To model a business type, consider using a Single-Case Discriminated Union. Provide functions to act on the type (e.g., to create instances and to convert to other types) in a module with the same name as the type. For extra safety, optionally put the type inside the module and make its single case private.
Consider using operators – sparingly - to simplify code. In particular, consider declaring conversion operators such as ~~ to simplify code that mixes floating-point and integer values.
Summary
In this chapter, you learned how to design and write a function. You started by thinking about types: what type or types the function should take as parameters and what type it should return. Then you coded the body of the function, before circling back to the type signature to try and eliminate possible errors. You learned how to define a Single-Case Discriminated Union type representing some business item together with supporting functions to instantiate the type and to transform the type to another type. You learned the importance of Single-Case Discriminated Unions and about the usefulness of hiding the constructor to maximize type safety. Finally, you learned a couple of tricks to simplify your code: doing pattern matching in the declaration of a function parameter and using operators to simplify common operations such as casting to float.
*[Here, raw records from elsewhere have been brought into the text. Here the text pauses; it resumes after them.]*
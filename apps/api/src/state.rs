use std::sync::Arc;
use std::time::Duration;

use crate::config::Config;
use crate::interview::scoring::Scorer;
use crate::store::Store;

/// Shared application state injected into all route handlers via Axum extractors.
#[derive(Clone)]
pub struct AppState {
    /// Postgres or in-memory, chosen at startup from `DATABASE_URL`.
    pub store: Arc<dyn Store>,
    /// Pluggable answer scorer. Default: HeuristicScorer. LlmScorer when `GEMINI_API_KEY` is set.
    pub scorer: Arc<dyn Scorer>,
    pub config: Config,
}

impl AppState {
    pub fn scorer_timeout(&self) -> Duration {
        Duration::from_secs(self.config.scorer_timeout_secs)
    }
}
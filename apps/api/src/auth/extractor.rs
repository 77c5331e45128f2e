//! Request authorization: bearer token -> signature/expiry -> identity lookup
//! -> active check. Only a request that passes every step reaches the handler.

use axum::extract::FromRequestParts;
use axum::http::header::AUTHORIZATION;
use axum::http::request::Parts;
use tracing::debug;

use crate::auth::jwt::validate_token;
use crate::errors::AppError;
use crate::models::user::User;
use crate::state::AppState;

const CREDENTIALS_REJECTED: &str = "Could not validate credentials";

/// The resolved, active user behind the request's bearer token.
///
/// ```ignore
/// async fn handler(CurrentUser(user): CurrentUser) -> Json<UserProfile> { .. }
/// ```
#[derive(Debug, Clone)]
pub struct CurrentUser(pub User);

/// Extracts the token from `Authorization: Bearer <token>` (scheme is case-insensitive).
fn bearer_token(parts: &Parts) -> Option<&str> {
    let value = parts.headers.get(AUTHORIZATION)?.to_str().ok()?;
    let (scheme, token) = value.split_once(' ')?;
    let token = token.trim();
    (scheme.eq_ignore_ascii_case("bearer") && !token.is_empty()).then_some(token)
}

#[axum::async_trait]
impl FromRequestParts<AppState> for CurrentUser {
    type Rejection = AppError;

    async fn from_request_parts(
        parts: &mut Parts,
        state: &AppState,
    ) -> Result<Self, Self::Rejection> {
        let token = bearer_token(parts)
            .ok_or_else(|| AppError::Unauthorized("Not authenticated".into()))?;

        let claims = validate_token(token, &state.config.jwt).map_err(|e| {
            debug!("Rejected bearer token: {e}");
            AppError::Unauthorized(CREDENTIALS_REJECTED.into())
        })?;

        // The subject may have been removed since the token was issued.
        let user = state
            .store
            .find_user_by_username(&claims.sub)
            .await?
            .ok_or_else(|| AppError::Unauthorized(CREDENTIALS_REJECTED.into()))?;

        if user.disabled {
            return Err(AppError::InactiveUser);
        }

        Ok(CurrentUser(user))
    }
}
In the next chapter, we’ll look at missing data: how best to express the concept that a data item is missing or irrelevant in a particular context.
Exercises
Here are some exercises to help you hone the skills you’ve gained so far. Exercise solutions are at the end of the chapter.
There’s a hole in the validation presented previously: we haven’t said anything about what happens when the input distance is negative. If we decided that negative distances simply aren’t valid (because miles.yards values always represent a physical position on a railway network), what would you need to change in the code to prevent negative values entering the domain?
Hint: You could do this around the same point in the code where we already check the range of the yards value.
Write a new type and module that can create and represent a distance in whole miles and chains and convert such a miles-and-chains distance to decimal miles. The only way to create the new MilesChains distance should be by supplying a whole miles and a chains input (i.e., two positive integers), so unlike MilesYards, you won’t need a fromMilesPointYards function.
Hint: There are 80 chains in a mile.
Exercise Solutions
To complete this exercise, you need to create a Single-Case Discriminated Union much like the MilesYards DU, but with wholeMiles and chains as its fields. Since the exercise states that you should only be able to create valid instances, put the DU into a module and make its case private. Add a fromMilesChains function that range-validates the wholeMiles and chains arguments and then use them to make a MilesChains instance.